Once upon a time, all men were pigs. They were sexist, smelly, boorish drunks who wouldn’t lift a finger to help their wives around the house and certainly wouldn’t help with any childrearing chores.
Then one day, feminism happened. Women liberated themselves and in the process gave the more enlightened of our gender the opportunity to re-examine their societal roles and to liberate themselves as well. These men became more conscious of the expectations placed upon them and became more sensitive and aware of their relationship to their wives and family. As women increasingly entered the workforce, men found themselves in a position where being lazy on the home front was no longer an option. If they didn’t help out when their wives were working, the work simply wouldn’t get done.
So the men, reluctantly at first, started helping out. And a strange thing happened. These men who started becoming more involved in working around the house found it rewarding. Helping with the children allowed the dads to bond with their offspring in a more loving and human way than had been experienced in previous generations. And a more equitable division of domestic tasks promoted a more genuine feeling of togetherness between husband and wife. All was well. The liberation of women had also resulted in a liberation of men and together both genders had advanced from the abyss of sexism to the rarified apex of gender equality.

Or so we guys thought.

It turns out we had been horribly misled. While we guys thought we were being helpful, it now turns out that every diaper changed and every armoire dusted was a veritable knife driven into our spouse’s hearts. And the tragedy is compounded by the fact we thought we were doing the right thing!
You see, researchers at the University of Texas in Austin have just completed a study indicating that husbands who are competent with parenting and domestic duties are destroying the self-esteem of their wives! We thought we were being helpful while we were actually putting them through an emotional Cuisinart!
This travesty must be corrected! From now on, the self-esteem of my beloved spouse will be my top priority! No more helping around the house! The kids can fend for themselves! I simply will not, through my actions, condemn my wife to the apocalypse of low self-esteem!
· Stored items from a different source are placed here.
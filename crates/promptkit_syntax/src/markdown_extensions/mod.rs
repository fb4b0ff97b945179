//! Markdown extensions: the front-matter header envelope.
//!
//! ```text
//! header := '-'{n} '\r'? '\n'  content  '-'{n} '\r'? ('\n' | end of document)
//! ```
//!
//! ## Notes
//! - The header must start at line 1, column 1, with `n` at least the configured minimum (3 by default).
//! - The end marker needs exactly `n` dashes; any other dash line is ordinary content.
//! - An unterminated header is replayed as plain text.

mod header;
mod tokens;

pub use header::{PartialFrontMatterHeader, PartialFrontMatterStartMarker};
pub use tokens::{FrontMatterHeader, FrontMatterMarker, Text};

use promptkit_core::lang::front_matter::{MARKER_SYMBOL, MIN_MARKER_LENGTH};

use crate::diagnostics::SyntaxResult;
use crate::parser_base::{Finished, Grammar, GrammarDecoder, ParseResult, PartialParser, StartContext};
use crate::tokens::{BaseToken, SimpleToken, Token};

impl From<FrontMatterHeader> for Token {
    fn from(header: FrontMatterHeader) -> Self {
        Token::Header(header)
    }
}

#[derive(Debug, Clone)]
pub enum HeaderParser {
    StartMarker(PartialFrontMatterStartMarker),
    Header(PartialFrontMatterHeader),
}

impl PartialParser for HeaderParser {
    type Output = FrontMatterHeader;

    fn accept(self, token: &SimpleToken) -> SyntaxResult<ParseResult<Self, FrontMatterHeader>> {
        match self {
            HeaderParser::StartMarker(parser) => parser.accept(token),
            HeaderParser::Header(parser) => parser.accept(token),
        }
    }

    fn finish(self) -> SyntaxResult<Finished<FrontMatterHeader>> {
        match self {
            HeaderParser::StartMarker(parser) => parser.finish(),
            HeaderParser::Header(parser) => parser.finish(),
        }
    }
}

/// Recognizes a header at the start of the document.
#[derive(Debug, Clone, Copy)]
pub struct FrontMatterHeaderGrammar {
    min_dashes: usize,
}

impl FrontMatterHeaderGrammar {
    pub fn new(min_dashes: usize) -> Self {
        Self {
            min_dashes: min_dashes.max(1),
        }
    }
}

impl Default for FrontMatterHeaderGrammar {
    fn default() -> Self {
        Self::new(MIN_MARKER_LENGTH)
    }
}

impl Grammar for FrontMatterHeaderGrammar {
    type Output = FrontMatterHeader;
    type Parser = HeaderParser;

    fn start(&mut self, token: &SimpleToken, _ctx: &StartContext) -> Option<HeaderParser> {
        (token.is(MARKER_SYMBOL) && token.range().is_document_start()).then(|| {
            HeaderParser::StartMarker(PartialFrontMatterStartMarker::new(token.clone(), self.min_dashes))
        })
    }
}

pub type MarkdownExtensionsDecoder = GrammarDecoder<FrontMatterHeaderGrammar>;

#[cfg(test)]
mod tests {
    use super::*;
    use crate::parser_base::Decoder;
    use crate::simple_codec::tokenize;
    use crate::tokens::{Range, render};

    fn decode(text: &str) -> Vec<Token> {
        MarkdownExtensionsDecoder::default()
            .decode_all(tokenize(text).into_iter().map(Token::from))
            .unwrap()
    }

    fn header(tokens: &[Token]) -> Option<&FrontMatterHeader> {
        tokens.iter().find_map(|t| match t {
            Token::Header(header) => Some(header),
            _ => None,
        })
    }

    #[test]
    fn test_header_with_records() {
        let text = "---\ndescription: 'Explain'\nmode: ask\n---\nBody\n";
        let tokens = decode(text);
        assert_eq!(render(&tokens, ""), text);
        let header = header(&tokens).unwrap();
        assert_eq!(header.range(), Range::new(1, 1, 4, 5));
        assert_eq!(header.content().text(), "description: 'Explain'\nmode: ask\n");
        let records = header.records().unwrap();
        assert_eq!(records.len(), 2);
        assert_eq!(records[1].value().text(), "ask");
    }

    #[test]
    fn test_mismatched_dash_line_is_content() {
        let tokens = decode("---\nfoo: 1\n--\n---\n");
        let header = header(&tokens).unwrap();
        assert_eq!(header.content().text(), "foo: 1\n--\n");
        assert_eq!(header.end_marker().range(), Range::new(4, 1, 4, 5));
        assert_eq!(tokens.len(), 1);
    }

    #[test]
    fn test_longer_dash_line_is_content() {
        let tokens = decode("---\na: 1\n----\n---\n");
        assert_eq!(header(&tokens).unwrap().content().text(), "a: 1\n----\n");
    }

    #[test]
    fn test_end_marker_must_match_start_length() {
        let tokens = decode("-----\na: 1\n---\n-----\nrest");
        let header = header(&tokens).unwrap();
        assert_eq!(header.start_marker().dash_count(), 5);
        assert_eq!(header.content().text(), "a: 1\n---\n");
    }

    #[test]
    fn test_header_without_trailing_new_line() {
        let tokens = decode("---\na: 1\n---");
        let header = header(&tokens).unwrap();
        assert_eq!(header.end_marker().text(), "---");
    }

    #[test]
    fn test_crlf_markers() {
        let text = "---\r\na: 1\r\n---\r\nbody";
        let tokens = decode(text);
        let header = header(&tokens).unwrap();
        assert_eq!(header.end_marker().text(), "---\r\n");
        assert_eq!(header.records().unwrap().len(), 1);
        assert_eq!(render(&tokens, ""), text);
    }

    #[test]
    fn test_empty_header() {
        let tokens = decode("---\n---\n");
        let header = header(&tokens).unwrap();
        assert!(header.content().is_empty());
        assert_eq!(header.content().range(), Range::at(2, 1));
    }

    #[test]
    fn test_header_must_open_the_document() {
        let text = "\n---\na: 1\n---\n";
        let tokens = decode(text);
        assert!(header(&tokens).is_none());
        assert_eq!(render(&tokens, ""), text);
    }

    #[test]
    fn test_unterminated_header_is_plain() {
        let text = "---\na: 1\nno end";
        let tokens = decode(text);
        assert!(header(&tokens).is_none());
        assert!(tokens.iter().all(|t| t.as_simple().is_some()));
        assert_eq!(render(&tokens, ""), text);
    }

    #[test]
    fn test_short_start_marker_is_plain() {
        let tokens = decode("--\na: 1\n--\n");
        assert!(header(&tokens).is_none());
    }

    #[test]
    fn test_configured_minimum_dashes() {
        let tokens = GrammarDecoder::new(FrontMatterHeaderGrammar::new(2))
            .decode_all(tokenize("--\na: 1\n--\n").into_iter().map(Token::from))
            .unwrap();
        assert!(header(&tokens).is_some());
    }
}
So tonight, when I yell “Gimme a beer, bitch!” from the sofa during the big game, please be aware I’m doing it for HER benefit, not mine. It will be difficult, but sacrifices will have to be made. Her self-esteem is far too precious to go unprotected!

1 comment:

  1. That Texas study confirms a suspicion I've had about women, they're not happy unless they're unhappy. Think about it, women actually cry both when they're unhappy and when they are happy. To them, it's the same emotion.